## Exercise
Below are lines of data, and only some are wanted. Please repeat exactly those from the line that has "let roots = root_ca_pool(&config.ca_bundles)?;" through the line that has "let state = Arc::new(GatewayState".

(Collected data entries)
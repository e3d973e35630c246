//! honeycomb - TLS-terminating reverse proxy for container fleets
//!
//! Startup wires the pipeline together: certificate providers (file, ACME,
//! ad-hoc) behind the SNI-driven TLS state, locators (static, catalog)
//! behind the single-flight cache, and the two listeners. Exit codes: 0 on
//! clean shutdown, 1 on fatal startup errors, 2 on unrecoverable runtime
//! errors.

use std::net::SocketAddr;
use std::sync::atomic::AtomicUsize;
use std::sync::Arc;

use clap::Parser;
use tokio::net::TcpListener;
use tokio::signal;
use tokio::sync::watch;
use tracing::{error, info, warn};
use tracing_subscriber::{fmt, layer::SubscriberExt, util::SubscriberInitExt, EnvFilter};

use honeycomb::acme::{AcmeManager, AcmeProvider};
use honeycomb::adhoc::{AdhocGenerator, AdhocProvider};
use honeycomb::backend::AggregateLocator;
use honeycomb::cache::CacheLocator;
use honeycomb::catalog::{connect_docker, CatalogLocator, CatalogPoller};
use honeycomb::cert::{CertificateProvider, FileProvider, ProviderChain};
use honeycomb::config::{Args, GatewayConfig};
use honeycomb::health::HealthChecker;
use honeycomb::http_listener::{
    drain_connections, run_redirect_server, run_secure_listener, GatewayState,
};
use honeycomb::proxy::HttpProxy;
use honeycomb::tls::{load_default_certificate, root_ca_pool, TlsState};
use honeycomb::websocket::WebSocketProxy;

const EXIT_STARTUP_FAILURE: i32 = 1;
const EXIT_RUNTIME_FAILURE: i32 = 2;

fn main() {
    // Install the rustls CryptoProvider before any TLS operations. Required
    // when both ring and aws-lc-rs features end up in the dependency tree.
    rustls::crypto::ring::default_provider()
        .install_default()
        .expect("failed to install rustls crypto provider");

    let args = Args::parse();

    if let Err(e) = init_logging(&args.log_level, args.json_logs) {
        eprintln!("failed to initialise logging: {}", e);
        std::process::exit(EXIT_STARTUP_FAILURE);
    }

    info!("starting honeycomb v{}", env!("CARGO_PKG_VERSION"));

    let config = match GatewayConfig::from_args(&args) {
        Ok(config) => config,
        Err(e) => {
            error!("{}", e);
            std::process::exit(EXIT_STARTUP_FAILURE);
        }
    };

    if args.validate {
        info!("configuration validated successfully, exiting");
        return;
    }

    let runtime = tokio::runtime::Runtime::new().expect("failed to start runtime");
    let exit_code = runtime.block_on(async {
        let gateway = match Gateway::setup(&config).await {
            Ok(gateway) => gateway,
            Err(e) => {
                error!("startup failed: {:#}", e);
                return EXIT_STARTUP_FAILURE;
            }
        };

        match gateway.serve(&config).await {
            Ok(()) => {
                info!("clean shutdown");
                0
            }
            Err(e) => {
                error!("unrecoverable runtime error: {:#}", e);
                EXIT_RUNTIME_FAILURE
            }
        }
    });

    std::process::exit(exit_code);
}

fn init_logging(level: &str, json_logs: bool) -> anyhow::Result<()> {
    let filter = EnvFilter::try_from_default_env()
        .unwrap_or_else(|_| EnvFilter::new(format!("honeycomb={},info", level)));

    if json_logs {
        tracing_subscriber::registry()
            .with(filter)
            .with(fmt::layer().json())
            .init();
    } else {
        tracing_subscriber::registry()
            .with(filter)
            .with(fmt::layer())
            .init();
    }

    Ok(())
}

/// Everything assembled during startup.
struct Gateway {
    tls_state: Arc<TlsState>,
    state: Arc<GatewayState>,
    acme_manager: Option<Arc<AcmeManager>>,
    poller: CatalogPoller,
    secure_listener: TcpListener,
    insecure_listener: TcpListener,
}

impl Gateway {
    /// Build the full pipeline. Every error here is a fatal startup error.
    async fn setup(config: &GatewayConfig) -> anyhow::Result<Gateway> {
        // Default certificate and ad-hoc issuer come from the certificate
        // directory; both are required.
        let default_entry = load_default_certificate(&config.certificate_path)?;
        info!(
            "default certificate loaded from {:?}",
            config.certificate_path
        );

        let generator = AdhocGenerator::from_files(
            &config.certificate_path.join("issuer.crt"),
            &config.certificate_path.join("issuer.key"),
            &config.certificate_path.join("server.key"),
            config.adhoc_ttl_hours,
        )?;

        let file_provider = Arc::new(FileProvider::new(&config.certificate_path));
        let indexed = file_provider.reload()?;
        info!("{} per-domain certificate(s) indexed", indexed);
        if let Err(e) = file_provider.start_watching() {
            warn!("certificate directory watching unavailable: {}", e);
        }

        let acme_manager = config.acme.clone().map(AcmeManager::new);

        let mut providers: Vec<Arc<dyn CertificateProvider>> = vec![file_provider];
        if let Some(manager) = &acme_manager {
            info!("ACME provider enabled");
            providers.push(Arc::new(AcmeProvider::new(manager.clone())));
            manager.start_renewal_sweep();
        }
        providers.push(Arc::new(AdhocProvider::new(generator)));

        let tls_state = Arc::new(TlsState::new(default_entry, ProviderChain::new(providers))?);

        // Upstream transports share one root-CA pool
        let roots = root_ca_pool(&config.ca_bundles)?;

        // Locator chain: cache in front of static-then-catalog
        let docker = connect_docker()?;
        let static_locator = config.static_locator()?;
        info!("{} static endpoint(s) configured", static_locator.len());

        let catalog_locator = Arc::new(CatalogLocator::new());
        let aggregate = AggregateLocator::new(vec![
            Arc::new(static_locator),
            catalog_locator.clone(),
        ]);
        let cache = Arc::new(CacheLocator::new(Arc::new(aggregate)));

        let mut poller = CatalogPoller::new(
            docker.clone(),
            catalog_locator.clone(),
            config.catalog_poll_interval,
        )
        .invalidating(cache.clone());
        poller.start();

        let state = Arc::new(GatewayState {
            locator: cache,
            http_proxy: HttpProxy::new(&roots)?,
            websocket_proxy: WebSocketProxy::new(&roots)?,
            health: HealthChecker::new(docker, catalog_locator),
        });

        // Bind both ports now so failures are startup errors
        let secure_addr = SocketAddr::from(([0, 0, 0, 0], config.port));
        let secure_listener = TcpListener::bind(secure_addr)
            .await
            .map_err(|e| anyhow::anyhow!("failed to bind {}: {}", secure_addr, e))?;

        let insecure_addr = SocketAddr::from(([0, 0, 0, 0], config.insecure_port));
        let insecure_listener = TcpListener::bind(insecure_addr)
            .await
            .map_err(|e| anyhow::anyhow!("failed to bind {}: {}", insecure_addr, e))?;

        Ok(Gateway {
            tls_state,
            state,
            acme_manager,
            poller,
            secure_listener,
            insecure_listener,
        })
    }

    /// Serve until a shutdown signal arrives or a listener dies.
    async fn serve(mut self, config: &GatewayConfig) -> anyhow::Result<()> {
        let (shutdown_tx, shutdown_rx) = watch::channel(false);
        let active_connections = Arc::new(AtomicUsize::new(0));

        let mut secure_task = tokio::spawn(run_secure_listener(
            self.secure_listener,
            self.tls_state.clone(),
            self.state.clone(),
            config.proxy_protocol,
            active_connections.clone(),
            shutdown_rx.clone(),
        ));

        let mut redirect_task = tokio::spawn(run_redirect_server(
            self.insecure_listener,
            config.port,
            self.acme_manager.clone(),
            config.proxy_protocol,
            shutdown_rx,
        ));

        let failure = tokio::select! {
            _ = shutdown_signal() => {
                info!("shutdown signal received");
                None
            }
            result = &mut secure_task => {
                Some(flatten_task("secure listener", result))
            }
            result = &mut redirect_task => {
                Some(flatten_task("redirect listener", result))
            }
        };

        // Stop accepting, then give in-flight requests the grace period.
        let _ = shutdown_tx.send(true);
        drain_connections(&active_connections, config.shutdown_grace).await;

        self.poller.stop().await;
        if let Some(manager) = &self.acme_manager {
            manager.stop_renewal_sweep().await;
        }

        secure_task.abort();
        redirect_task.abort();

        match failure {
            None => Ok(()),
            Some(Ok(())) => Err(anyhow::anyhow!("listener exited unexpectedly")),
            Some(Err(e)) => Err(e),
        }
    }
}

fn flatten_task(
    name: &str,
    result: Result<anyhow::Result<()>, tokio::task::JoinError>,
) -> anyhow::Result<()> {
    match result {
        Ok(inner) => inner.map_err(|e| anyhow::anyhow!("{} failed: {}", name, e)),
        Err(e) => Err(anyhow::anyhow!("{} panicked: {}", name, e)),
    }
}

async fn shutdown_signal() {
    #[cfg(unix)]
    {
        use tokio::signal::unix::{signal as unix_signal, SignalKind};
        let mut sigterm = match unix_signal(SignalKind::terminate()) {
            Ok(sigterm) => sigterm,
            Err(e) => {
                warn!("failed to install SIGTERM handler: {}", e);
                let _ = signal::ctrl_c().await;
                return;
            }
        };

        tokio::select! {
            _ = signal::ctrl_c() => {}
            _ = sigterm.recv() => {}
        }
    }

    #[cfg(not(unix))]
    {
        let _ = signal::ctrl_c().await;
    }
}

## Completed task
        let roots = root_ca_pool(&config.ca_bundles)?;

        // Locator chain: cache in front of static-then-catalog
        let docker = connect_docker()?;
        let static_locator = config.static_locator()?;
        info!("{} static endpoint(s) configured", static_locator.len());

        let catalog_locator = Arc::new(CatalogLocator::new());
        let aggregate = AggregateLocator::new(vec![
            Arc::new(static_locator),
            catalog_locator.clone(),
        ]);
        let cache = Arc::new(CacheLocator::new(Arc::new(aggregate)));

        let mut poller = CatalogPoller::new(
            docker.clone(),
            catalog_locator.clone(),
            config.catalog_poll_interval,
        )
        .invalidating(cache.clone());
        poller.start();

        let state = Arc::new(GatewayState {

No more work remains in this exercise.